## [Exercise description]
In the records below, begin at the line containing "return AppError::TokenExpired(message);" and end at the line containing "tracing::warn!(status = %status, code"; quote every line in that span exactly, including both boundary lines, and no others.
________________________
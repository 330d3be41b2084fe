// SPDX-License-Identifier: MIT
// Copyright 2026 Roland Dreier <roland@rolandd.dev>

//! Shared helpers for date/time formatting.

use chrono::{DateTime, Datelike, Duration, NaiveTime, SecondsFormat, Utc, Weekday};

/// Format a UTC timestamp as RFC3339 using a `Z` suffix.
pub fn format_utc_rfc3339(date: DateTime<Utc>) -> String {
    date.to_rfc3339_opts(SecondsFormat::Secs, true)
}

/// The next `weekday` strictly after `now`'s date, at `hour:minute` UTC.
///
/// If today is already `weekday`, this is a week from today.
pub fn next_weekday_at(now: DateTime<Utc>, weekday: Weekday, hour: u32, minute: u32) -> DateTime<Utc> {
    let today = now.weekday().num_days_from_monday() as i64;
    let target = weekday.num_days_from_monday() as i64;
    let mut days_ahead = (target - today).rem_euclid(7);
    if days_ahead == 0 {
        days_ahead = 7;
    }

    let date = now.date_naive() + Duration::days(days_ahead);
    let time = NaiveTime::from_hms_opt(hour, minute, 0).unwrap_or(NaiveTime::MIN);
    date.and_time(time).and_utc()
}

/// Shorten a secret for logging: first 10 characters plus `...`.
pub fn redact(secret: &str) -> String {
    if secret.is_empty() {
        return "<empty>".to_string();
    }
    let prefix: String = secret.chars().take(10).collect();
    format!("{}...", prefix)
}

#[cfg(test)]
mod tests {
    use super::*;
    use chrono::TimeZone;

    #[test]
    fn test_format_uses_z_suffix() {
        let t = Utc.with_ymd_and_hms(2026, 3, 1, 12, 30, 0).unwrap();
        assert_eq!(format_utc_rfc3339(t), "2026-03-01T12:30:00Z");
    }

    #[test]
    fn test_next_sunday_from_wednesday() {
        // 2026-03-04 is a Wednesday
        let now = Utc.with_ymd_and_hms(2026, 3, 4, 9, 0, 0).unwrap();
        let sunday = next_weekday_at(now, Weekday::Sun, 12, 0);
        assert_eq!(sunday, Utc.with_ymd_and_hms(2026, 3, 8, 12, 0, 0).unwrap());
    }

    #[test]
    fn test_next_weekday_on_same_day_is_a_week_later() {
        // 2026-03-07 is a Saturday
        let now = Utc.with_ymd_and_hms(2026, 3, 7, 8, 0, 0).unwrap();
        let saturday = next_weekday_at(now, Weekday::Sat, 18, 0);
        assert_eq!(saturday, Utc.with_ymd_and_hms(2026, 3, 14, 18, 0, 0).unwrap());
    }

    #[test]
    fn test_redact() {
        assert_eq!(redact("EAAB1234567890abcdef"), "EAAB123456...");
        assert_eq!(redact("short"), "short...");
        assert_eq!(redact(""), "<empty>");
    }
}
________________________
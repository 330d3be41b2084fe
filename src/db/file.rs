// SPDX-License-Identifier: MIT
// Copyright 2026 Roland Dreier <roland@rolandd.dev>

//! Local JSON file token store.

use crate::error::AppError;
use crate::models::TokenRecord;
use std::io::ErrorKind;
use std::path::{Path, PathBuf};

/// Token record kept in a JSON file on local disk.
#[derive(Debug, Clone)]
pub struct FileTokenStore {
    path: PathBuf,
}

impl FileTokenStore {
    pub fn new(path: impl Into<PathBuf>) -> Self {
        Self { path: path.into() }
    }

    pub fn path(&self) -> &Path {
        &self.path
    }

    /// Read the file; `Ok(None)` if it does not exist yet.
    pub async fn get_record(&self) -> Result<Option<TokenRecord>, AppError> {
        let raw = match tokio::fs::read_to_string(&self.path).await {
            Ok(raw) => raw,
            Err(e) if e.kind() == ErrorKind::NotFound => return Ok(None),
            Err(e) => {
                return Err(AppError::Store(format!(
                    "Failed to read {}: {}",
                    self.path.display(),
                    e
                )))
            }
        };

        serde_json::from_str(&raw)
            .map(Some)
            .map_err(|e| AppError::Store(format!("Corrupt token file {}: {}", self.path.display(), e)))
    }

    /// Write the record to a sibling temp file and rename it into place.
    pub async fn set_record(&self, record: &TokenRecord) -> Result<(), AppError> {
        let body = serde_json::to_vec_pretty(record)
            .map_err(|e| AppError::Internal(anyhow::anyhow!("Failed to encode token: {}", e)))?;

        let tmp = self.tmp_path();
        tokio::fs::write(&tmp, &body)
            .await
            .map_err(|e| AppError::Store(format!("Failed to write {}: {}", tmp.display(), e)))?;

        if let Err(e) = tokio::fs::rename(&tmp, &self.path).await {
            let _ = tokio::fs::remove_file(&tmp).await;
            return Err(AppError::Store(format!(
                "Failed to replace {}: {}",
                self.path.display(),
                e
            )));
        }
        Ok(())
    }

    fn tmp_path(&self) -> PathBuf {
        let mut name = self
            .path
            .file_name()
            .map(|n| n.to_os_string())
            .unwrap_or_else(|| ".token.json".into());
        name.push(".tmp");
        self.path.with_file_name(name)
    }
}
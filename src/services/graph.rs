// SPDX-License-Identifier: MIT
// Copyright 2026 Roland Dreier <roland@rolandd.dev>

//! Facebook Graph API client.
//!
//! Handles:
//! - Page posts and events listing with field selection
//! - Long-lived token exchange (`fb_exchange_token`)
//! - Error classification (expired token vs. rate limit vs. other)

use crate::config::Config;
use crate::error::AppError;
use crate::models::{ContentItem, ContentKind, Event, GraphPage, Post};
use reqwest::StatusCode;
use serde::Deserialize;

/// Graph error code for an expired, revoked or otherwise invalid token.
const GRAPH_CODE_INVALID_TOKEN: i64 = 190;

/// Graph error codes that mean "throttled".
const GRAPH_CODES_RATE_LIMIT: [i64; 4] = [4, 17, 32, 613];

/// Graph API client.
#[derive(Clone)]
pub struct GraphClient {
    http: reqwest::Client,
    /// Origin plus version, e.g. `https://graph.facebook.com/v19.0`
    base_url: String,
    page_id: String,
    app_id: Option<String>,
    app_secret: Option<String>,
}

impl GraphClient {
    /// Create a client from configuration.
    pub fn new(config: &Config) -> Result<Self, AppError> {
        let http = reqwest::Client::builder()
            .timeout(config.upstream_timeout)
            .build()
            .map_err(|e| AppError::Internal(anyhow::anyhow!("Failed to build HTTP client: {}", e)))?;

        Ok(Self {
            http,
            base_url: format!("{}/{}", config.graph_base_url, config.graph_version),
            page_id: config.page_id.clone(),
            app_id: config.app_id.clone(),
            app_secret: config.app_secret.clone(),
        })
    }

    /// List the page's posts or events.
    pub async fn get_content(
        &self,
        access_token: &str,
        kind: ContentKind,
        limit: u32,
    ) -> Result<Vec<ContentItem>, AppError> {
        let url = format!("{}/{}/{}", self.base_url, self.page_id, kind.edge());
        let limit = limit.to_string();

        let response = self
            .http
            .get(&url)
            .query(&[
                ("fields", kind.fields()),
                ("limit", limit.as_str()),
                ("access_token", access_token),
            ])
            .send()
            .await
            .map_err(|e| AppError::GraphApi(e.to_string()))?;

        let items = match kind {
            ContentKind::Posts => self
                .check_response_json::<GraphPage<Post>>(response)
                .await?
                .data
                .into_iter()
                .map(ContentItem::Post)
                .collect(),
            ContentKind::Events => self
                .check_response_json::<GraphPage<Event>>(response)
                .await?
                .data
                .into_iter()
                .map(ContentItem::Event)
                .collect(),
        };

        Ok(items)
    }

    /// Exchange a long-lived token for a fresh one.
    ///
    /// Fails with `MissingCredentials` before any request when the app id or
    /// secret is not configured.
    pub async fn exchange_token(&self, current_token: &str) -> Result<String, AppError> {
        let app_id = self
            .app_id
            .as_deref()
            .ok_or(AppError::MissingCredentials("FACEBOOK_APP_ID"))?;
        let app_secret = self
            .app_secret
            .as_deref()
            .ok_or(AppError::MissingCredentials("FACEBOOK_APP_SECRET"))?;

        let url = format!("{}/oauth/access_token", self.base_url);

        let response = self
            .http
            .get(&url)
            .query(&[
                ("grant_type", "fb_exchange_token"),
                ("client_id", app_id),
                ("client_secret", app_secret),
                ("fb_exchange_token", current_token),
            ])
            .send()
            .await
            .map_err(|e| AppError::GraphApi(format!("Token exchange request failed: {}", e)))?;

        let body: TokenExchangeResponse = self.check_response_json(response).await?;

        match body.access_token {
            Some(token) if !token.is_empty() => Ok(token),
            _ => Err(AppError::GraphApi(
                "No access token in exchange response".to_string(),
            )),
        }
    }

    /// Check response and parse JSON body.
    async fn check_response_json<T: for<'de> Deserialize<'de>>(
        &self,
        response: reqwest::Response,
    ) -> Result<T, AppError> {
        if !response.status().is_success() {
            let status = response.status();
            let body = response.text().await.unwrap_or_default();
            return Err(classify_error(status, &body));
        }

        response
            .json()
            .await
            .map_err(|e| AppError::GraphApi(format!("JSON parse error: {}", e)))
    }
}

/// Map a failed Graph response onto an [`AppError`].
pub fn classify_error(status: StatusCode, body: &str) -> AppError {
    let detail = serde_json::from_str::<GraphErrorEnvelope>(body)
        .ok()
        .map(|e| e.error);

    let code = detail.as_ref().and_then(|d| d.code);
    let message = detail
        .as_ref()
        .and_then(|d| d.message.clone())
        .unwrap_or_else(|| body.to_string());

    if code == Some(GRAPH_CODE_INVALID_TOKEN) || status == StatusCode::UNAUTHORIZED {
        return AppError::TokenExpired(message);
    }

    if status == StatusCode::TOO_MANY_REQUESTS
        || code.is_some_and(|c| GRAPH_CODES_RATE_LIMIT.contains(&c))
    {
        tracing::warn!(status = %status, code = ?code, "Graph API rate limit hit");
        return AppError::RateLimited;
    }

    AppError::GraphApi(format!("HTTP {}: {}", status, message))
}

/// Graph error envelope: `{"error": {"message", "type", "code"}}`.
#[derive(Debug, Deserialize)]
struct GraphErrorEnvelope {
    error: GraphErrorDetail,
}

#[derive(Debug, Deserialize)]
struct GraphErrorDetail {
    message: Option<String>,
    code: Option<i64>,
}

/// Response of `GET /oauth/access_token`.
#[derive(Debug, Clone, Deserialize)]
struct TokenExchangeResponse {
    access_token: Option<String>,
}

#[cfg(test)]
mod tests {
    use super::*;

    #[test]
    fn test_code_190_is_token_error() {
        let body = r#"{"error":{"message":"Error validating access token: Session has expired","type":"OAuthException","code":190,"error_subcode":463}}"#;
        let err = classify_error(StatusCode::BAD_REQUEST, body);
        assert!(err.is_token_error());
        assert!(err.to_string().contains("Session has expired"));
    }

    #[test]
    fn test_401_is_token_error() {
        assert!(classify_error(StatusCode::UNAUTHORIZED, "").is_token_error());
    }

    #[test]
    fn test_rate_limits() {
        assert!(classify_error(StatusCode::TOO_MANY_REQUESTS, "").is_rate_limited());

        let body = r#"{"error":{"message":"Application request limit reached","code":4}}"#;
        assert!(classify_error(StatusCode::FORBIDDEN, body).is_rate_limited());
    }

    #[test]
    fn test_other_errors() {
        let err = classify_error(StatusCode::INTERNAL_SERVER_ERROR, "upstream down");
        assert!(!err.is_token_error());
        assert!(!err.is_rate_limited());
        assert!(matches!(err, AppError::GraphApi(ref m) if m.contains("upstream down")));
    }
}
________________________
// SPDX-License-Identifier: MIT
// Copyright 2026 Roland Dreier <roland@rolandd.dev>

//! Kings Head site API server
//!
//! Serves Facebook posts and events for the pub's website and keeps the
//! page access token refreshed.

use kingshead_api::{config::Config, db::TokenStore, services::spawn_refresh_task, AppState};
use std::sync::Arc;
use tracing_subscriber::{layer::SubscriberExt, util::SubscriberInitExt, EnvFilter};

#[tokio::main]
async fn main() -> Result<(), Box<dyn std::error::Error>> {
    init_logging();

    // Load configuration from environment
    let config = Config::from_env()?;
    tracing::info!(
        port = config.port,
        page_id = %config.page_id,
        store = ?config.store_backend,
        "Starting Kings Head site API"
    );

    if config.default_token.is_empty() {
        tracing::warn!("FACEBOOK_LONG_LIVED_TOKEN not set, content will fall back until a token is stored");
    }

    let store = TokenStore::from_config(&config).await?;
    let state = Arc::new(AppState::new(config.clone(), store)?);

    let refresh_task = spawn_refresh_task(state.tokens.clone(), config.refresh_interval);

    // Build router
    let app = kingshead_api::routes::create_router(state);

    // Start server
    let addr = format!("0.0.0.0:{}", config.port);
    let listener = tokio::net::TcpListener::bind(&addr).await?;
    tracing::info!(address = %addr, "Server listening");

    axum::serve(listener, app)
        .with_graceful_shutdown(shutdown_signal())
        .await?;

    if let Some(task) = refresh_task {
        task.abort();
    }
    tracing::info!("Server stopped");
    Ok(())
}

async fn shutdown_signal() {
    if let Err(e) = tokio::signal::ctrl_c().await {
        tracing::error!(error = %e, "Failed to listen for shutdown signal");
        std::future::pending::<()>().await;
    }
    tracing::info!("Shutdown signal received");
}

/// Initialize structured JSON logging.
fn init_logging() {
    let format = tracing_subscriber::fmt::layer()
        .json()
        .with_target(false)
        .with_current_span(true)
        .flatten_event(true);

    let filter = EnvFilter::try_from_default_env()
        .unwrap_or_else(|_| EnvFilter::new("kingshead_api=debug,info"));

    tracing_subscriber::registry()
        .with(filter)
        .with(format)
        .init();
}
________________________
## [Answer]
        return AppError::TokenExpired(message);
    }

    if status == StatusCode::TOO_MANY_REQUESTS
        || code.is_some_and(|c| GRAPH_CODES_RATE_LIMIT.contains(&c))
    {
        tracing::warn!(status = %status, code = ?code, "Graph API rate limit hit");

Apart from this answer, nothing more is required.